» Work task
Look through the material beneath and copy each line with the word "disagree".

» Source material
//!
//! Defines error types for the shape transcoder.

/// Errors raised while flattening, normalizing, planning or reconstructing.
///
/// The first three variants are setup-time errors: they indicate a fuzz target
/// that was declared incorrectly and abort setup. `ShapeDesync` is raised per
/// invocation and fails only the trial being replayed.
#[derive(Debug, Clone, PartialEq, Eq, thiserror::Error)]
pub enum TranscodeError {
    /// A record field is not visible to the transcoder.
    #[error("Field `{field}` of record `{record}` is not exported")]
    UnsupportedField { record: String, field: String },
    /// Seeds, or a seed and the declared parameter types, disagree on structure.
    #[error("Shape mismatch: {0}")]
    ShapeMismatch(String),
    /// The test function does not take the context handle first.
    #[error("Invalid fuzz function signature: {0}")]
    InvalidSignature(String),
    /// A flat tuple and the shape metadata disagree about arity or leaf kinds.
    #[error("Shape desync: {0}")]
    ShapeDesync(String),
    /// A canonical shape could not be encoded or decoded.
    #[error("Canonical shape encoding failed: {0}")]
    Encoding(String),
}

impl TranscodeError {
    /// True for errors that may only occur while replaying a single input.
    pub fn is_per_invocation(&self) -> bool {
        matches!(self, TranscodeError::ShapeDesync(_))
    }
}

» Solution for this problem
    /// Seeds, or a seed and the declared parameter types, disagree on structure.
    /// A flat tuple and the shape metadata disagree about arity or leaf kinds.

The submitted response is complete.